- Born: Arnold Stark Lobel May 22, 1933 Los Angeles, California
- Died: December 4, 1987 (aged 54) New York City, U.S.
- Occupations: Writer, illustrator
- Spouse: Anita Kempler ​(m. 1955)​
- Partner: Howard Weiner
- Children: 2, including Adrianne
- Writing career
- Period: 1961–1987
- Genre: Children's picture books
- Notable works: Frog and Toad series; Mouse Soup; Prince Bertram the Bad;
- Notable awards: Caldecott Medal 1981

= Arnold Lobel =

American illustrator and writer (1933–1987)

Arnold Stark Lobel (May 22, 1933 – December 4, 1987) was an American author and illustrator of children's books, including the Frog and Toad series (1970–79) and Mouse Soup (1977). He also authored Fables, a 1981 Caldecott Medal winner for best-illustrated U.S. picture book. Lobel also illustrated books by other writers, including Sam the Minuteman by Nathaniel Benchley.

==Biography==
Lobel was born in Los Angeles, California, to Lucille Stark and Joseph Lobel, and raised in Schenectady, New York, the hometown of his parents, by his German-Jewish grandparents. Lobel was frequently bullied in his childhood and often read picture books at his local library. Lobel began drawing during a period of extended illness as a second grader. On the October 25, 1950 episode of Kukla, Fran and Ollie, Oliver J. Dragon presented "poems by Thomas Smith and drawings by Arnold Lobel from Schenectady."

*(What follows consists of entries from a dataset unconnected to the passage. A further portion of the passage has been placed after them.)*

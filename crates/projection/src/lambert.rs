//! Lambert Conformal Conic projection.
//!
//! This projection is commonly used for mid-latitude regional hazard grids
//! (HRRR, national hazard maps). It maps a cone tangent or secant to the
//! Earth's surface onto a flat plane.
//!
//! The projection parameters include:
//! - Latitude of origin (lat0): where the projected y is `false_northing`
//! - Central meridian (lon0)
//! - Standard parallel(s): latin1 and latin2 (equal for a tangent cone)
//! - False easting / northing in meters
//!
//! The Earth is modelled as a sphere.

use std::f64::consts::PI;

use hazard_common::ProjectionParams;

use crate::error::{ProjectionError, Result};

/// Mean Earth radius used by NCEP grids (meters).
pub const EARTH_RADIUS: f64 = 6371229.0;

/// Lambert Conformal Conic projection parameters.
///
/// These parameters define the projection from geographic (lon/lat) to
/// projected (x, y) meters and vice versa.
#[derive(Debug, Clone, Copy, PartialEq)]
pub struct LambertConformal {
    /// Central meridian in radians
    pub lon0: f64,
    /// Latitude of origin in radians
    pub lat0: f64,
    pub false_easting: f64,
    pub false_northing: f64,
    /// Sphere radius (meters)
    pub earth_radius: f64,
    /// Cone constant (n)
    n: f64,
    /// F constant
    f: f64,
    /// Rho at the latitude of origin
    rho0: f64,
}

impl LambertConformal {
    /// Create a new Lambert Conformal projection, angles in degrees.
    pub fn new(
        lat0_deg: f64,
        lon0_deg: f64,
        latin1_deg: f64,
        latin2_deg: f64,
        false_easting: f64,
        false_northing: f64,
    ) -> Result<Self> {
        let to_rad = PI / 180.0;

        let lat0 = lat0_deg * to_rad;
        let lon0 = lon0_deg * to_rad;
        let latin1 = latin1_deg * to_rad;
        let latin2 = latin2_deg * to_rad;

        let earth_radius = EARTH_RADIUS;

        // Compute cone constant n
        let n = if (latin1 - latin2).abs() < 1e-10 {
            // Tangent cone (single standard parallel)
            latin1.sin()
        } else {
            // Secant cone (two standard parallels)
            let ln_ratio = (latin1.cos() / latin2.cos()).ln();
            let tan_ratio = ((PI / 4.0 + latin2 / 2.0).tan() / (PI / 4.0 + latin1 / 2.0).tan()).ln();
            ln_ratio / tan_ratio
        };

        if n.abs() < 1e-10 || !n.is_finite() {
            return Err(ProjectionError::unavailable(
                "geographic",
                "lambert conformal",
                format!(
                    "standard parallels {} / {} do not define a cone",
                    latin1_deg, latin2_deg
                ),
            ));
        }

        let f = (latin1.cos() * (PI / 4.0 + latin1 / 2.0).tan().powf(n)) / n;
        let rho0 = earth_radius * f / (PI / 4.0 + lat0 / 2.0).tan().powf(n);

        Ok(Self {
            lon0,
            lat0,
            false_easting,
            false_northing,
            earth_radius,
            n,
            f,
            rho0,
        })
    }

    /// Build from the CRS projection parameters.
    pub fn from_params(params: &ProjectionParams) -> Result<Self> {
        match *params {
            ProjectionParams::LambertConformal {
                lat0,
                lon0,
                latin1,
                latin2,
                false_easting,
                false_northing,
            } => Self::new(lat0, lon0, latin1, latin2, false_easting, false_northing),
            other => Err(ProjectionError::unavailable(
                format!("{:?}", other),
                "lambert conformal",
                "not a Lambert Conformal parameter set",
            )),
        }
    }

    /// Convert geographic coordinates (lon/lat in degrees) to projected meters.
    pub fn forward(&self, lon_deg: f64, lat_deg: f64) -> Result<(f64, f64)> {
        if !lon_deg.is_finite() || !lat_deg.is_finite() {
            return Err(ProjectionError::transform_failed(format!(
                "({}, {}) is not a finite position",
                lon_deg, lat_deg
            )));
        }
        let lat = lat_deg.to_radians();
        let lon = lon_deg.to_radians();

        // The pole opposite the cone apex projects to infinity
        if (lat + self.n.signum() * PI / 2.0).abs() < 1e-12 {
            return Err(ProjectionError::transform_failed(format!(
                "latitude {} is a Lambert Conformal singularity",
                lat_deg
            )));
        }

        // Normalize longitude difference to [-π, π)
        let dlon = (lon - self.lon0 + PI).rem_euclid(2.0 * PI) - PI;

        let rho = self.earth_radius * self.f / (PI / 4.0 + lat / 2.0).tan().powf(self.n);
        let theta = self.n * dlon;

        let x = self.false_easting + rho * theta.sin();
        let y = self.false_northing + self.rho0 - rho * theta.cos();

        if !x.is_finite() || !y.is_finite() {
            return Err(ProjectionError::transform_failed(format!(
                "({}, {}) has no Lambert Conformal image",
                lon_deg, lat_deg
            )));
        }
        Ok((x, y))
    }

    /// Convert projected meters to geographic coordinates (lon/lat in degrees).
    pub fn inverse(&self, x: f64, y: f64) -> Result<(f64, f64)> {
        let dx = x - self.false_easting;
        let dy = self.rho0 - (y - self.false_northing);

        let mut rho = (dx * dx + dy * dy).sqrt();
        let theta = if self.n < 0.0 {
            rho = -rho;
            (-dx).atan2(-dy)
        } else {
            dx.atan2(dy)
        };

        let lat = if rho == 0.0 {
            self.n.signum() * PI / 2.0
        } else {
            2.0 * ((self.earth_radius * self.f / rho).powf(1.0 / self.n)).atan() - PI / 2.0
        };
        let lon = self.lon0 + theta / self.n;

        Ok((lon.to_degrees(), lat.to_degrees()))
    }

    /// Latitude of origin in degrees.
    pub fn origin_latitude(&self) -> f64 {
        self.lat0.to_degrees()
    }
}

Lobel attended the Pratt Institute in Brooklyn. In 1955, after he graduated, he married Anita Kempler, also a children's writer and illustrator whom he had met while in art school. The two worked in the same studio and collaborated on several books together. They had a daughter, Adrianne, and a son, Adam, followed by three grandchildren. Lobel was unable to support himself as either a children's book author or illustrator, so he worked in advertising and trade magazines, which he openly disliked.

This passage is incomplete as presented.